### REQUIREMENT
Where in the records does the word "struct" appear? Copy each line that holds it.

### MATERIAL TO PROCESS
....

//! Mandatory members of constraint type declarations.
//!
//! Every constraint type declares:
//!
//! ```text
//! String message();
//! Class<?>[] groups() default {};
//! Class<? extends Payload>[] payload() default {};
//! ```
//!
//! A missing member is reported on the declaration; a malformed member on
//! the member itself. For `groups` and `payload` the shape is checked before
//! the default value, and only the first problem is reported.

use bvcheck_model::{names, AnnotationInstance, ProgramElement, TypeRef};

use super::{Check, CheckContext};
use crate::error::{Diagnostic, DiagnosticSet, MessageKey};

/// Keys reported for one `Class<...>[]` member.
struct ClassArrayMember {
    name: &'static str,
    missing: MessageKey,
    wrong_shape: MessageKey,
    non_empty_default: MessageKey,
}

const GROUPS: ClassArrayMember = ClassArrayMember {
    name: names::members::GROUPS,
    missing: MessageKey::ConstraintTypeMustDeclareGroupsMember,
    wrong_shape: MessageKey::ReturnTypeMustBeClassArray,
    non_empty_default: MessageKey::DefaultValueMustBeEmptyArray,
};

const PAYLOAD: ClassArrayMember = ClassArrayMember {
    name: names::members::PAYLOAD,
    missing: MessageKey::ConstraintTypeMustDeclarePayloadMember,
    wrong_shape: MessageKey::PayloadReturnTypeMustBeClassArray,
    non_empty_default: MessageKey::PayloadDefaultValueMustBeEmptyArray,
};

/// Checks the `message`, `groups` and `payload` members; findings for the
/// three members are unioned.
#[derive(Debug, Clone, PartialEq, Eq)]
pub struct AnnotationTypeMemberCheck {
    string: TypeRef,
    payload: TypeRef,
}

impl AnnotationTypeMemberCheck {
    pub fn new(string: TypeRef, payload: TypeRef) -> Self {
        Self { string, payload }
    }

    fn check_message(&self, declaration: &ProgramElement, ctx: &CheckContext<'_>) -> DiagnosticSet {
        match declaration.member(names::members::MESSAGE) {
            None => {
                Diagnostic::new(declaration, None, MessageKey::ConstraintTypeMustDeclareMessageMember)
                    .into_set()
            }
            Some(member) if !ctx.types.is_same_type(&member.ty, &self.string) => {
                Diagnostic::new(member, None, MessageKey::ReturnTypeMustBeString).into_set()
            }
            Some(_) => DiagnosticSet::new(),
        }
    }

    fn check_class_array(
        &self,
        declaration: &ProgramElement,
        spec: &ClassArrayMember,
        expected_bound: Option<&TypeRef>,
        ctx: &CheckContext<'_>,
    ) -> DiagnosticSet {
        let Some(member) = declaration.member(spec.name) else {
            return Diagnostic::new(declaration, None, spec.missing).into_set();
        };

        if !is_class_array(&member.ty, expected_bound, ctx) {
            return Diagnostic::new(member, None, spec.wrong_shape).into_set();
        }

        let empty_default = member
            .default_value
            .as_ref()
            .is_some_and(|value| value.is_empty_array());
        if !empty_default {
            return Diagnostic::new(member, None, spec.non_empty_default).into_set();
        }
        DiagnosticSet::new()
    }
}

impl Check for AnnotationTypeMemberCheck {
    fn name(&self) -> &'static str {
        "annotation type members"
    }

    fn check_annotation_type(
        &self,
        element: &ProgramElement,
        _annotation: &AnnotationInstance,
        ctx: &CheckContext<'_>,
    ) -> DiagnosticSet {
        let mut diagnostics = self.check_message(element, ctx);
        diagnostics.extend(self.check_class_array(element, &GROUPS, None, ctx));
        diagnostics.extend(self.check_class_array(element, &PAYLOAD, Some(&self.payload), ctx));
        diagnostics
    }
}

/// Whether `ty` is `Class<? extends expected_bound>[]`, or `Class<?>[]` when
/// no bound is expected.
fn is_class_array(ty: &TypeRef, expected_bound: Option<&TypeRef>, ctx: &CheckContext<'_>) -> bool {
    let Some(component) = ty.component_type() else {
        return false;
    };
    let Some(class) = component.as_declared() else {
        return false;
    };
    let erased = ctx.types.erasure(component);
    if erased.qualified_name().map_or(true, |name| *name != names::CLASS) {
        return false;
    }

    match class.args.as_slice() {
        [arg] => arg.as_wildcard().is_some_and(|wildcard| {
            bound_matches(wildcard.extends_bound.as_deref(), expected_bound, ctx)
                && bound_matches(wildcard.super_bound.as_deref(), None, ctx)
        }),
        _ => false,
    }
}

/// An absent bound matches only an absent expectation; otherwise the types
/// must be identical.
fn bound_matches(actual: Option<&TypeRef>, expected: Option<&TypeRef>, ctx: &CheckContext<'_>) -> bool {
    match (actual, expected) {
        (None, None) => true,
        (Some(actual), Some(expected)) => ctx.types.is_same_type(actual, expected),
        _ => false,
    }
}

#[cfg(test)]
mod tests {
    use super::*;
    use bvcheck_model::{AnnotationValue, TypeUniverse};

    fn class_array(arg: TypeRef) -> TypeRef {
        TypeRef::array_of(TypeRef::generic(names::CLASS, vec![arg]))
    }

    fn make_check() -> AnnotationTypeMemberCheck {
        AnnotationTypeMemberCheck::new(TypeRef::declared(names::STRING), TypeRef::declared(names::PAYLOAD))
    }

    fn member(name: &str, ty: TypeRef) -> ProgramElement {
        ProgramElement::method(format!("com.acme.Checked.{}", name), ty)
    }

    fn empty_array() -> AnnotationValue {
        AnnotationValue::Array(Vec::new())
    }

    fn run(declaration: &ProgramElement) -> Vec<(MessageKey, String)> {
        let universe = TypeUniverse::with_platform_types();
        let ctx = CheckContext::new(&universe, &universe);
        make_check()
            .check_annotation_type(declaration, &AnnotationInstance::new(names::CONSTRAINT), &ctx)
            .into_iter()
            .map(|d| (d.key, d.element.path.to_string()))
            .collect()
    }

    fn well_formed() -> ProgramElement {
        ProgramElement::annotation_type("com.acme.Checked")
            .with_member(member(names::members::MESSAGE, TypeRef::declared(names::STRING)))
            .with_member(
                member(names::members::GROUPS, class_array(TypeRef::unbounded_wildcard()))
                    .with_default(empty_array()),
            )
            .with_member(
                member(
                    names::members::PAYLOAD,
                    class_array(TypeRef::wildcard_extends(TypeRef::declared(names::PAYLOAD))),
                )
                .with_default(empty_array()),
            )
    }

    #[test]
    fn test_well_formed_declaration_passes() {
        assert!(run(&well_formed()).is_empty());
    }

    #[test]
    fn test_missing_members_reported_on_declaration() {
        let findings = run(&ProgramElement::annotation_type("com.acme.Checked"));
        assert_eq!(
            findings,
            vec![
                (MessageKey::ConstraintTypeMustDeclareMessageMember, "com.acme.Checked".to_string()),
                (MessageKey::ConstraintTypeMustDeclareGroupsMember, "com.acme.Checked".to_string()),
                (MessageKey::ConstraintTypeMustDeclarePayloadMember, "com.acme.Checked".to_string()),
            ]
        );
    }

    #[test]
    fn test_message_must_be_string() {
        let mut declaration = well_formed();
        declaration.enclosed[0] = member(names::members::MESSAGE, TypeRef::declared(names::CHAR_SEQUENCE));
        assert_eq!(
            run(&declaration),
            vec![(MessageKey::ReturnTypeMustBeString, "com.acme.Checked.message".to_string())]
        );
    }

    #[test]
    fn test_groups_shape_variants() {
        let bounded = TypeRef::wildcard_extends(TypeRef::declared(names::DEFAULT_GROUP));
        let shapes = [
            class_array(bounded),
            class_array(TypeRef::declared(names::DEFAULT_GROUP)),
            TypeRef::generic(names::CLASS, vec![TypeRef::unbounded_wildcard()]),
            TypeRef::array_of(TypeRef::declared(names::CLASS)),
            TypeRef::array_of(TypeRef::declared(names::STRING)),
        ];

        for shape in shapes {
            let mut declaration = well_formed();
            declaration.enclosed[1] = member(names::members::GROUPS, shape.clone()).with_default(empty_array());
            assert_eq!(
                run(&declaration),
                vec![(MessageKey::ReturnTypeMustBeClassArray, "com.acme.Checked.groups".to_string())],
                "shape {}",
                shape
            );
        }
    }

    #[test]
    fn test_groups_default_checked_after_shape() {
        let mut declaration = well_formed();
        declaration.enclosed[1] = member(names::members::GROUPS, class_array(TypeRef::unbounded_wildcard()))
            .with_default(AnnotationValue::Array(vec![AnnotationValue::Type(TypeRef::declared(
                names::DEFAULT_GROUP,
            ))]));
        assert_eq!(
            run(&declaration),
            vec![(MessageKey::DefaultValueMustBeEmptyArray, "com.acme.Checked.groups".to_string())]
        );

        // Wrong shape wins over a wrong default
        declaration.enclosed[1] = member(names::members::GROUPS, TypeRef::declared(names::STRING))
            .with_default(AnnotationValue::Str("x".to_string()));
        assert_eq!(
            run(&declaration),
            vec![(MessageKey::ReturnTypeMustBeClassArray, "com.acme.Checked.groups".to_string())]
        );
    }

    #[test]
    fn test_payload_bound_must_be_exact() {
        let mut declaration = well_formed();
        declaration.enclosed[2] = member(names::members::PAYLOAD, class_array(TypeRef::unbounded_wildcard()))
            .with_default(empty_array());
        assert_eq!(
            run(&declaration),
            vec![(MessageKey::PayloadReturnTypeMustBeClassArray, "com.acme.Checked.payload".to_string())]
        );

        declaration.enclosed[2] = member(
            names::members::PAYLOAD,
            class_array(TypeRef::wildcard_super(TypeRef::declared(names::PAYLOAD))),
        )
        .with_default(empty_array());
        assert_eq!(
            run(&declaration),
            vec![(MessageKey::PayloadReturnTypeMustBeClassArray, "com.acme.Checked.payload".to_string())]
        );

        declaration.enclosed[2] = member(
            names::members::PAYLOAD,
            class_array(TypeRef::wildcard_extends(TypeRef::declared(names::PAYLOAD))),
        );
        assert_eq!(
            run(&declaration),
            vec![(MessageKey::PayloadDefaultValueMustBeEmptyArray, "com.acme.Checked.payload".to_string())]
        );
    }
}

....

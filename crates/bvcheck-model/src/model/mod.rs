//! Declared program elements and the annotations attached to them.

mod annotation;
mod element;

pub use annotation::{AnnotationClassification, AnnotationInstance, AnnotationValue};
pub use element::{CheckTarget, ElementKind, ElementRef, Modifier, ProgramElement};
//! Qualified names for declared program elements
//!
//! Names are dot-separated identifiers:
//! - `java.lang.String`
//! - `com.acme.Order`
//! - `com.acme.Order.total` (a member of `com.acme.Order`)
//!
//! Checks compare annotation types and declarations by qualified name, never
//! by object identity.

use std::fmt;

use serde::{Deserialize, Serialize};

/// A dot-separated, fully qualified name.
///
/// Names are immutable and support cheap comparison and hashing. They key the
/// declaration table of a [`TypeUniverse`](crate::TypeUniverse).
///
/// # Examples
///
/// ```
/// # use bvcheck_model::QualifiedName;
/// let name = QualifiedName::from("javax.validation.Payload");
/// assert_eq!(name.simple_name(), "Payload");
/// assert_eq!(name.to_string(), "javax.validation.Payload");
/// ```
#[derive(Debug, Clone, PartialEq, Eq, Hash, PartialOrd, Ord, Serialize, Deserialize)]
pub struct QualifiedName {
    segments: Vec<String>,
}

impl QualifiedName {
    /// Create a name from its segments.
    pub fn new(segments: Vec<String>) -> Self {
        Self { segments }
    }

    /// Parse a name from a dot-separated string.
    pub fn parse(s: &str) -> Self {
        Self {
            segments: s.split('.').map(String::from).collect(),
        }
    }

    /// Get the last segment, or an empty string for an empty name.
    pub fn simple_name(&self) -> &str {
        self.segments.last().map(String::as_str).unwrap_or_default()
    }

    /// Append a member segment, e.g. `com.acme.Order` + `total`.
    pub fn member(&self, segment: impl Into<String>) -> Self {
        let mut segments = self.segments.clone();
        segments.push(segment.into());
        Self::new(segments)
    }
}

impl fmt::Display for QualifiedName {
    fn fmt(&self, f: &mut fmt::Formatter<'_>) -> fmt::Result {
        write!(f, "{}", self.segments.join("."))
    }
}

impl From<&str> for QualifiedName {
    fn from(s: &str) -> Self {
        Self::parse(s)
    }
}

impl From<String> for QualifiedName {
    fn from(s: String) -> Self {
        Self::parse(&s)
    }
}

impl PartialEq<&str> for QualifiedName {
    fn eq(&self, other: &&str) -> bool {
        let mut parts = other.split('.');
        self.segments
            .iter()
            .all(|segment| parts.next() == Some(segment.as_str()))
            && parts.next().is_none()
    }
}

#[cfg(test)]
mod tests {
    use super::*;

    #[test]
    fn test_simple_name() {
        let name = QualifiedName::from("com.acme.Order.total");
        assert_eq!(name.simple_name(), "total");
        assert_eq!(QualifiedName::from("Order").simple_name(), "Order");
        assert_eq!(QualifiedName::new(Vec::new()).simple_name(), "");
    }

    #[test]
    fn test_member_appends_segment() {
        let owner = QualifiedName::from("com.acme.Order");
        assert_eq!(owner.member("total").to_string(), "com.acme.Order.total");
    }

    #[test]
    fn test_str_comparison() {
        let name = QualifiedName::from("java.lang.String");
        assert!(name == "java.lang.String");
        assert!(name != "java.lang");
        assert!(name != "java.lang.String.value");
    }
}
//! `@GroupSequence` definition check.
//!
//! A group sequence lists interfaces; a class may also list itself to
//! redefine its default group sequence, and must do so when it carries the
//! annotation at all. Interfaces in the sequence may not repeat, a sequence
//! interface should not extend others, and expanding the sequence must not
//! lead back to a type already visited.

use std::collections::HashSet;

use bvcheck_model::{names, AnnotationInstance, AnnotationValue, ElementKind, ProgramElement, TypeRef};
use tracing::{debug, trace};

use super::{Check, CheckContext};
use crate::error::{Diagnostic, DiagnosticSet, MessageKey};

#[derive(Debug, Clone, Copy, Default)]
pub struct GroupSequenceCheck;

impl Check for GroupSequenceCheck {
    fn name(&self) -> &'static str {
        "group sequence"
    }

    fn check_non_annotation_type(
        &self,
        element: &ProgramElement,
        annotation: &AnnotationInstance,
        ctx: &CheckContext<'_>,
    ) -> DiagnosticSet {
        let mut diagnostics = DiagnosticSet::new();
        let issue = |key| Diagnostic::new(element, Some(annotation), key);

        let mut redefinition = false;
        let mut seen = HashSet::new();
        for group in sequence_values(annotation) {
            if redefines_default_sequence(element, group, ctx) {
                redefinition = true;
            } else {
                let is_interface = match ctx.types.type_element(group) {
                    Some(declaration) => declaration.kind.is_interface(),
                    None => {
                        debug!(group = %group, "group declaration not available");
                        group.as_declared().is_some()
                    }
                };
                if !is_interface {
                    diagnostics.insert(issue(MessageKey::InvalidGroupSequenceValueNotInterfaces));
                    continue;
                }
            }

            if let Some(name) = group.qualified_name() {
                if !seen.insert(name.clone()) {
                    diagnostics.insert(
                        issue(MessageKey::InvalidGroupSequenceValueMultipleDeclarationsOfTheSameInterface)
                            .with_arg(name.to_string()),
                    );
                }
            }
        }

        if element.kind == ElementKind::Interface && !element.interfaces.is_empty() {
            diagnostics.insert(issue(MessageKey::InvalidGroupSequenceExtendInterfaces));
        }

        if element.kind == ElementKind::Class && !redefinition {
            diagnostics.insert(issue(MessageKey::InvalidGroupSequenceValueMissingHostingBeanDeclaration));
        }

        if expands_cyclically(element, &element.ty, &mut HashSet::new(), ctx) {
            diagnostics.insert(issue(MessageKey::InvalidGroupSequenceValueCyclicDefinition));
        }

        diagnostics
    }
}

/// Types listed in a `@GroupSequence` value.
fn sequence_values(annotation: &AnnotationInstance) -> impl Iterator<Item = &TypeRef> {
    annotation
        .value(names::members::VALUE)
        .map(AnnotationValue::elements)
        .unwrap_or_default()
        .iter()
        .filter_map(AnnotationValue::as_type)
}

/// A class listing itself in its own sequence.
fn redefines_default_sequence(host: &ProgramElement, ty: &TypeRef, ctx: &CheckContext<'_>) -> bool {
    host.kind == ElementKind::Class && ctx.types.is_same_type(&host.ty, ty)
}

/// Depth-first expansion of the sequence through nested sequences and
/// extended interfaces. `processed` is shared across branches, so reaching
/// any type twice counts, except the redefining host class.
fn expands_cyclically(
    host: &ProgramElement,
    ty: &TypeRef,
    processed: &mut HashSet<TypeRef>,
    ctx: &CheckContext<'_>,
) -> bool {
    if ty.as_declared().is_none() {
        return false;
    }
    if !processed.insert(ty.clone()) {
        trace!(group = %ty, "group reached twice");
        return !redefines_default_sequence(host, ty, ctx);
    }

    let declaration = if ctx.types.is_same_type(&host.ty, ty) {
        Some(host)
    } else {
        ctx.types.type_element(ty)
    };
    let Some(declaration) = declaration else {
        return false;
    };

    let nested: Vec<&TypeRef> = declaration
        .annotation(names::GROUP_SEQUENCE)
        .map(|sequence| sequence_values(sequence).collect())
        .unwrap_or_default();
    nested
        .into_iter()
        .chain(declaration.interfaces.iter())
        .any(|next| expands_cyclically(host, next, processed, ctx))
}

....

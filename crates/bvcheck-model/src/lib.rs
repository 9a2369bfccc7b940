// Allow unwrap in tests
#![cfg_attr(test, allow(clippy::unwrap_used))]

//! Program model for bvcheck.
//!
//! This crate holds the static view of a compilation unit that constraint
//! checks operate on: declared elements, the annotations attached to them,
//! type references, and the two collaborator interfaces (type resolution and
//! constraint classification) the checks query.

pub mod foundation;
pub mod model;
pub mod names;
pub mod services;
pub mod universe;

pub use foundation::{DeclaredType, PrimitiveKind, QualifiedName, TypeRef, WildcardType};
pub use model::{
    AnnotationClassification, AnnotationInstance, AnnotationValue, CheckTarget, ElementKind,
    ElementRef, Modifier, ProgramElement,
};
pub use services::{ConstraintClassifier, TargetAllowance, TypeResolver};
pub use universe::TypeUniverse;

....

### RESPONSE BELOW
struct ClassArrayMember {
pub struct AnnotationTypeMemberCheck {
pub struct QualifiedName {
pub struct GroupSequenceCheck;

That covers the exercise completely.